Segment Open

use chrono::NaiveDate;
use victoweb_core::db::open_db_in_memory;
use victoweb_core::model::post::{MediaType, PostDraft, VideoDraft};
use victoweb_core::repo::post_repo::SqlitePostRepository;
use victoweb_core::repo::video_repo::SqliteVideoRepository;
use victoweb_core::service::post_service::{MediaFilter, PostService, PostServiceError};
use victoweb_core::service::video_service::{VideoService, VideoServiceError};

fn day(d: u32) -> NaiveDate {
    NaiveDate::from_ymd_opt(2025, 3, d).unwrap()
}

fn draft(title: &str, content: &str, committee: &str) -> PostDraft {
    PostDraft {
        title: title.to_string(),
        content: content.to_string(),
        committee: committee.to_string(),
        ..PostDraft::default()
    }
}

#[test]
fn create_post_fills_slug_excerpt_and_committee() {
    let conn = open_db_in_memory().unwrap();
    let service = PostService::new(SqlitePostRepository::new(&conn));

    let post = service
        .create_post(
            &draft(
                "Spring Gala 2025",
                "# Join us\nDinner **and** dancing.",
                "/Sports-Committee.html",
            ),
            day(10),
        )
        .unwrap();
    assert_eq!(post.slug, "spring-gala-2025");
    assert_eq!(post.excerpt, "Join us\nDinner and dancing.");
    assert_eq!(post.committee, "sports");
    assert_eq!(post.committee_label(), "Sports Committee");
    assert_eq!(post.date, day(10));

    let unknown = service
        .create_post(&draft("Misc", "body", "chess club"), day(10))
        .unwrap();
    assert_eq!(unknown.committee, "");
}

#[test]
fn duplicate_titles_get_numbered_slugs_that_survive_edits() {
    let conn = open_db_in_memory().unwrap();
    let service = PostService::new(SqlitePostRepository::new(&conn));

    let first = service.create_post(&draft("Recap", "one", ""), day(1)).unwrap();
    let second = service.create_post(&draft("Recap", "two", ""), day(2)).unwrap();
    let third = service.create_post(&draft("Recap", "three", ""), day(3)).unwrap();
    assert_eq!(first.slug, "recap");
    assert_eq!(second.slug, "recap-1");
    assert_eq!(third.slug, "recap-2");

    let mut edit = draft("Completely new title", "updated", "art");
    edit.excerpt = "Hand written".to_string();
    let edited = service.update_post(second.id, &edit).unwrap();
    assert_eq!(edited.slug, "recap-1");
    assert_eq!(edited.title, "Completely new title");
    assert_eq!(edited.excerpt, "Hand written");
    assert_eq!(edited.date, day(2));

    let titles: Vec<String> = service
        .list_posts()
        .unwrap()
        .into_iter()
        .map(|post| post.slug)
        .collect();
    assert_eq!(titles, vec!["recap-2", "recap-1", "recap"]);
}

#[test]
fn invalid_drafts_are_rejected() {
    let conn = open_db_in_memory().unwrap();
    let service = PostService::new(SqlitePostRepository::new(&conn));

    let mut bad_thumbnail = draft("Title", "content", "");
    bad_thumbnail.thumbnail = "not a url".to_string();
    assert!(matches!(
        service.create_post(&bad_thumbnail, day(1)),
        Err(PostServiceError::Validation(_))
    ));
    assert!(matches!(
        service.create_post(&draft("Title", "   ", ""), day(1)),
        Err(PostServiceError::Validation(_))
    ));
    assert!(matches!(
        service.update_post(404, &draft("Title", "content", "")),
        Err(PostServiceError::PostNotFound(404))
    ));
}

#[test]
fn gallery_tracks_post_content_and_survives_post_deletion() {
    let conn = open_db_in_memory().unwrap();
    let service = PostService::new(SqlitePostRepository::new(&conn));

    let content = "![Stage photo](https://cdn.example.com/stage.jpg)\n\
                   [Highlights](https://www.youtube.com/watch?v=dQw4w9WgXcQ)";
    let post = service
        .create_post(&draft("Gala", content, "social"), day(5))
        .unwrap();

    let all = service.list_media(&MediaFilter::default()).unwrap();
    assert_eq!(all.len(), 2);
    assert!(all.iter().all(|item| item.post_slug.as_deref() == Some("gala")));

    let videos = service
        .list_media(&MediaFilter {
            media_type: "video".to_string(),
            search: String::new(),
        })
        .unwrap();
    assert_eq!(videos.len(), 1);
    assert_eq!(videos[0].media.media_type, MediaType::Video);
    assert_eq!(
        videos[0].media.thumbnail,
        "https://img.youtube.com/vi/dQw4w9WgXcQ/hqdefault.jpg"
    );

    let searched = service
        .list_media(&MediaFilter {
            media_type: String::new(),
            search: "STAGE".to_string(),
        })
        .unwrap();
    assert_eq!(searched.len(), 1);
    assert_eq!(searched[0].media.title, "Stage photo");

    let unknown_type = service
        .list_media(&MediaFilter {
            media_type: "audio".to_string(),
            search: String::new(),
        })
        .unwrap();
    assert!(unknown_type.is_empty());

    service
        .update_post(post.id, &draft("Gala", "![Only](https://cdn.example.com/only.png)", "social"))
        .unwrap();
    let replaced = service.list_media(&MediaFilter::default()).unwrap();
    assert_eq!(replaced.len(), 1);
    assert_eq!(replaced[0].media.url, "https://cdn.example.com/only.png");

    service.delete_post(post.id).unwrap();
    let detached = service.list_media(&MediaFilter::default()).unwrap();
    assert_eq!(detached.len(), 1);
    assert_eq!(detached[0].media.post_id, None);
    assert_eq!(detached[0].post_slug, None);
}

#[test]
fn detail_renders_markdown_and_committee_pages_filter_posts() {
    let conn = open_db_in_memory().unwrap();
    let service = PostService::new(SqlitePostRepository::new(&conn));
    service
        .create_post(&draft("Match day", "**Final** tonight", "athletics"), day(7))
        .unwrap();
    service
        .create_post(&draft("Poetry night", "Verses", "cultural"), day(8))
        .unwrap();

    let detail = service.post_detail("match-day").unwrap();
    assert!(detail.rendered_content.contains("<strong>Final</strong>"));
    assert_eq!(detail.committee_label, "Sports Committee");
    assert!(matches!(
        service.post_detail("missing"),
        Err(PostServiceError::SlugNotFound(_))
    ));

    let sports = service.committee_posts("sports.html").unwrap();
    assert_eq!(sports.committee.key, "sports");
    assert_eq!(sports.posts.len(), 1);
    assert_eq!(sports.posts[0].title, "Match day");
    assert!(matches!(
        service.committee_posts("chess"),
        Err(PostServiceError::CommitteeNotFound(_))
    ));
}

#[test]
fn videos_list_newest_first_and_validate_urls() {
    let conn = open_db_in_memory().unwrap();
    let service = VideoService::new(SqliteVideoRepository::new(&conn));

    let first = service
        .create_video(&VideoDraft {
            title: "Orientation".to_string(),
            url: "https://videos.example.com/orientation".to_string(),
            image: "https://cdn.example.com/orientation.jpg".to_string(),
        })
        .unwrap();
    let second = service
        .create_video(&VideoDraft {
            title: "Finals".to_string(),
            url: "https://videos.example.com/finals".to_string(),
            image: "https://cdn.example.com/finals.jpg".to_string(),
        })
        .unwrap();

    let ids: Vec<i64> = service
        .list_videos()
        .unwrap()
        .into_iter()
        .map(|video| video.id)
        .collect();
    assert_eq!(ids, vec![second.id, first.id]);

    assert!(matches!(
        service.create_video(&VideoDraft {
            title: "Broken".to_string(),
            url: "videos/broken".to_string(),
            image: "https://cdn.example.com/x.jpg".to_string(),
        }),
        Err(VideoServiceError::Validation(_))
    ));

    service.delete_video(first.id).unwrap();
    assert!(matches!(
        service.get_video(first.id),
        Err(VideoServiceError::VideoNotFound(_))
    ));
}
//! HTTP surface of the VictoWeb portal.
//!
//! # Responsibility
//! - Map routes onto core services and render JSON.
//! - Own cookie sessions and the live admin event stream.

pub mod error;
pub mod events;
pub mod routes;
pub mod server;
pub mod session;
pub mod state;

pub use error::{ApiError, ApiResult};
pub use events::AdminEventHub;
pub use server::{build_router, serve, ServerError};
pub use state::{AppState, Database};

Segment Closed

=== THE TASK ===
Show each line in the entries that holds the string "SqliteVideoRepository".

=== ANSWER BELOW ===
use victoweb_core::repo::video_repo::SqliteVideoRepository;
    let service = VideoService::new(SqliteVideoRepository::new(&conn));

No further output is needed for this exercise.